D is for Depth. I’ve often wondered if Jesus appreciated the irony when he called Simon and Andrew to follow him. They were already experts regarding what lay beneath the surface. After all, they were successful fishermen. I shouldn’t wonder any longer. Jesus knew what he was doing when he asked Peter and the rest to cast their nets into much deeper waters. Jesus asked them to set their sights upon fellow souls…

It seems to me that I best manage the challenges before me when I look beneath the surface as well. Most things aren’t as they seem. Just as Simon and Andrew made a science of studying the waters to determine where to cast their nets, I must study the circumstances and people around me before casting a word or look or deed in their direction.

Depth… Of all of God’s gifts, I think I most appreciate the understanding of a fellow soul. What a gift it is when someone delves beneath the surface to discover what actually makes me tick! What a gift it is when I care enough to allow another to share the depths of his or her spirit with me!

Dear God, you reside within the depths of each one of us. Be with us as we cast our nets with care to love one another.

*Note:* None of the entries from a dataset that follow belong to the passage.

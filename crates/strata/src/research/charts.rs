//! Chart planning and sandboxed chart rendering

use std::time::Duration;

use serde::Deserialize;

use super::{
    extract_code, parse_json, prompts,
    types::{ChartSpec, ComputationResult, Outline, Synthesis},
    DeepResearchWorkflow, RunScope,
};
use crate::sandbox::{CodeExecutor, ExecutionOutput, RenderedArtifact};

#[derive(Deserialize)]
#[serde(untagged)]
enum ChartPlanReply {
    Wrapped {
        #[serde(default)]
        charts: Vec<ChartSpec>,
    },
    Bare(Vec<ChartSpec>),
}

/// What chart execution produced
#[derive(Debug, Clone, Default)]
pub struct ChartRun {
    pub results: Vec<ComputationResult>,
    pub failed: usize,
    /// No sandbox was available so nothing ran
    pub skipped: bool,
    /// Remaining charts were dropped after too many failures in a row
    pub aborted: bool,
}

/// Chart specs from the planner's answer, at most `max_charts`
pub fn parse_chart_plan(text: &str, outline: &Outline, max_charts: usize) -> Vec<ChartSpec> {
    let specs = match parse_json::<ChartPlanReply>(text) {
        Some(ChartPlanReply::Wrapped { charts }) | Some(ChartPlanReply::Bare(charts)) => charts,
        None => {
            tracing::warn!("[DEEP_RESEARCH] Chart plan was not valid JSON, planning no charts");
            return Vec::new();
        }
    };

    specs
        .into_iter()
        .filter(|spec| !spec.title.trim().is_empty())
        .map(|mut spec| {
            if let Some(section) = outline.find_section(&spec.section) {
                spec.section = section.title.clone();
            }
            spec.code.clear();
            spec
        })
        .take(max_charts)
        .collect()
}

/// Run chart code and demand a figure back
async fn render(
    sandbox: &dyn CodeExecutor,
    code: &str,
    timeout: Duration,
) -> Result<(ExecutionOutput, RenderedArtifact), String> {
    let output = sandbox.execute(code, timeout).await.map_err(|e| e.to_string())?;
    if let Some(error) = &output.error {
        return Err(error.clone());
    }
    let first = output.images().next().cloned();
    match first {
        Some(image) => Ok((output, image)),
        None => Err("code ran but left no open figure".to_string()),
    }
}

impl DeepResearchWorkflow {
    /// Propose charts. Needs no sandbox and never fails the workflow.
    pub(crate) async fn plan_charts(
        &self,
        scope: &RunScope<'_>,
        outline: &Outline,
        synthesis: &Synthesis,
    ) -> Vec<ChartSpec> {
        let max_charts = self.settings.max_charts;
        if max_charts == 0 {
            return Vec::new();
        }

        let prompt = prompts::chart_plan(scope.query, outline, synthesis, max_charts);
        match self.ask(scope, prompt, true).await {
            Ok(text) => {
                let specs = parse_chart_plan(&text, outline, max_charts);
                tracing::info!(charts = specs.len(), "[DEEP_RESEARCH] Chart plan ready");
                specs
            }
            Err(err) => {
                tracing::warn!("[DEEP_RESEARCH] Chart planning failed, continuing without charts: {}", err);
                Vec::new()
            }
        }
    }

    /// Render planned charts one by one in the sandbox.
    ///
    /// Each chart gets one repair round. After `chart_failure_threshold`
    /// consecutive failures the remaining charts are dropped.
    pub(crate) async fn execute_charts(
        &self,
        scope: &RunScope<'_>,
        specs: Vec<ChartSpec>,
        synthesis: &Synthesis,
    ) -> ChartRun {
        let mut run = ChartRun::default();
        if specs.is_empty() {
            return run;
        }

        let sandbox = match &self.sandbox {
            Some(sandbox) if sandbox.is_available().await => sandbox.clone(),
            _ => {
                tracing::info!("[DEEP_RESEARCH] No sandbox available, skipping chart execution");
                scope
                    .events
                    .progress("charts", "Skipping charts: no code sandbox available");
                run.skipped = true;
                return run;
            }
        };

        let timeout = Duration::from_secs(self.settings.chart_timeout_secs);
        let threshold = self.settings.chart_failure_threshold.max(1);
        let total = specs.len();
        let mut consecutive_failures = 0;

        for (index, spec) in specs.into_iter().enumerate() {
            if consecutive_failures >= threshold {
                tracing::warn!(
                    failures = consecutive_failures,
                    dropped = total - index,
                    "[DEEP_RESEARCH] Too many chart failures in a row, aborting remaining charts"
                );
                run.aborted = true;
                break;
            }

            scope.events.progress(
                "charts",
                format!("Rendering chart {} of {}: {}", index + 1, total, spec.title),
            );
            let title = spec.title.clone();
            match self
                .render_chart(scope, sandbox.as_ref(), spec, synthesis, timeout)
                .await
            {
                Ok(result) => {
                    consecutive_failures = 0;
                    run.results.push(result);
                }
                Err(reason) => {
                    consecutive_failures += 1;
                    run.failed += 1;
                    tracing::warn!(chart = %title, "[DEEP_RESEARCH] Chart failed: {}", reason);
                }
            }
        }

        run
    }

    async fn render_chart(
        &self,
        scope: &RunScope<'_>,
        sandbox: &dyn CodeExecutor,
        mut spec: ChartSpec,
        synthesis: &Synthesis,
        timeout: Duration,
    ) -> Result<ComputationResult, String> {
        let answer = self
            .ask(scope, prompts::chart_code(&spec, synthesis), false)
            .await
            .map_err(|e| format!("code generation failed: {}", e))?;
        spec.code = extract_code(&answer);

        let (output, image, repaired) = match render(sandbox, &spec.code, timeout).await {
            Ok((output, image)) => (output, image, false),
            Err(error) => {
                tracing::info!(chart = %spec.title, "[DEEP_RESEARCH] Chart code failed, attempting repair");
                let answer = self
                    .ask(scope, prompts::chart_repair(&spec, &spec.code, &error), false)
                    .await
                    .map_err(|e| format!("repair failed: {}", e))?;
                spec.code = extract_code(&answer);
                let (output, image) = render(sandbox, &spec.code, timeout).await?;
                (output, image, true)
            }
        };

        Ok(ComputationResult {
            image,
            stdout: output.stdout,
            elapsed_ms: output.elapsed.as_millis() as u64,
            repaired,
            degraded: output.degraded,
            spec,
        })
    }
}

#[cfg(test)]
mod tests {
    use super::*;
    use crate::testing::ScriptedSandbox;

    #[test]
    fn test_parse_chart_plan() {
        let outline = Outline::fallback("solar");
        let specs = parse_chart_plan(
            r#"{"charts": [
                {"title": "Capacity by year", "kind": "line", "data_description": "GW 2019-2023", "section": "key findings", "code": "ignored"},
                {"title": "", "section": "Background"},
                {"title": "Cost split", "section": "Elsewhere"},
                {"title": "Third"}
            ]}"#,
            &outline,
            2,
        );
        assert_eq!(specs.len(), 2);
        assert_eq!(specs[0].section, "Key Findings");
        assert!(specs[0].code.is_empty());
        assert_eq!(specs[1].kind, "bar");
        assert_eq!(specs[1].section, "Elsewhere");

        assert!(parse_chart_plan("no charts, sorry", &outline, 3).is_empty());
        assert!(parse_chart_plan(r#"{"charts": []}"#, &outline, 3).is_empty());
    }

    #[tokio::test]
    async fn test_render_returns_first_figure() {
        let sandbox = ScriptedSandbox::rendering();
        let (output, image) = render(&sandbox, "plot()", Duration::from_secs(5))
            .await
            .unwrap();
        assert_eq!(image.name, "figure_1.png");
        assert_eq!(output.artifacts.len(), 1);
    }

    #[tokio::test]
    async fn test_render_without_figure_fails() {
        let sandbox = ScriptedSandbox::rendering().then_output(ExecutionOutput {
            stdout: "42\n".to_string(),
            ..Default::default()
        });
        let err = render(&sandbox, "print(42)", Duration::from_secs(5))
            .await
            .unwrap_err();
        assert!(err.contains("no open figure"));
    }
}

©2018 Mary Penich – All Rights Reserved

Love As Jesus Did

“If I do not perform God’s works, do not believe me;
but if I perform them, even if you do not believe me, believe the works.”

John 10:37-38

Throughout my life, I’ve been told often that I’m naive. Still, I continue to trust in the goodness of my fellow humans. I’m not foolish enough to believe that there are no evildoers among us. Still, I do believe that in the right circumstances most of us would choose to do the right thing. So, I persist in trusting those I meet until they give me reason not to do so.

Jesus wasn’t naive at all. He knew that those who questioned his motives were blinded by hatred. Jesus’ threat to the status quo and to the power of his enemies was more than they could tolerate. Though Jesus’ works helped the neediest and most marginalized of his contemporaries, these kindnesses fueled the anger of the temple leaders. If acceptance and mercy soothed the people too much, their fear of the consequences of their alleged sins might dwindle. The scribes and Pharisees power over them might also dwindle. In the face of all of this, Jesus delivered God’s message of love, forgiveness, inclusion and mercy. In the mean time, Jesus’ enemies worked diligently to find a way to dispose of him. Jesus persisted anyway because every person he ecounterd absolutely worth the trouble.

You know, the people Jesus comforted had been looked upon as the drudges of society for much of their lives. Still, Jesus invested his time and his love in them. Though I don’t have Jesus’ capacity to love, I do have my own. So it is that I must persist as well.

Loving God, help us to open our hearts generously to those you have given us to love.

©2018 Mary Penich – All Rights Reserved

Jesus’ Prayer

“This is how you are to pray.”
Matthew 6:9

Though I’ve worked to remedy this over the years, I recently caught myself elaborating far too extensively regarding a truly trivial topic. Though I was very tired and not particularly attentive to much of anything, I managed to talk on and on. My friends were kind enough to listen quietly until I interrupted myself. “Who cares about this anyway?” I asked them and me. After a good laugh at myself, I sat back and listened.

Jesus seems to be making a similar point when he teaches his disciples how to pray. In spite of all of the psalms and scripture passages available to him, Jesus chose the few, simple and powerful words which would become the Lord’s Prayer for this lesson. If Jesus composed that prayer today, he might say something this: God, the best parent you will ever have, resides in heaven and is deserving of your praise. Ask that God’s will be done because God’s plans will take you to far better places than your own plans ever will. Ask for your daily bread, to be forgiven and to be kept from temptation because this God will respond to all of your needs. Take God’s care to heart, and forgive one another and care for one another as God does. So be it!

Loving God, Jesus said it best, didn’t he? Teach me to pray selflessly and with absolute faith in your love for me and for all of your children.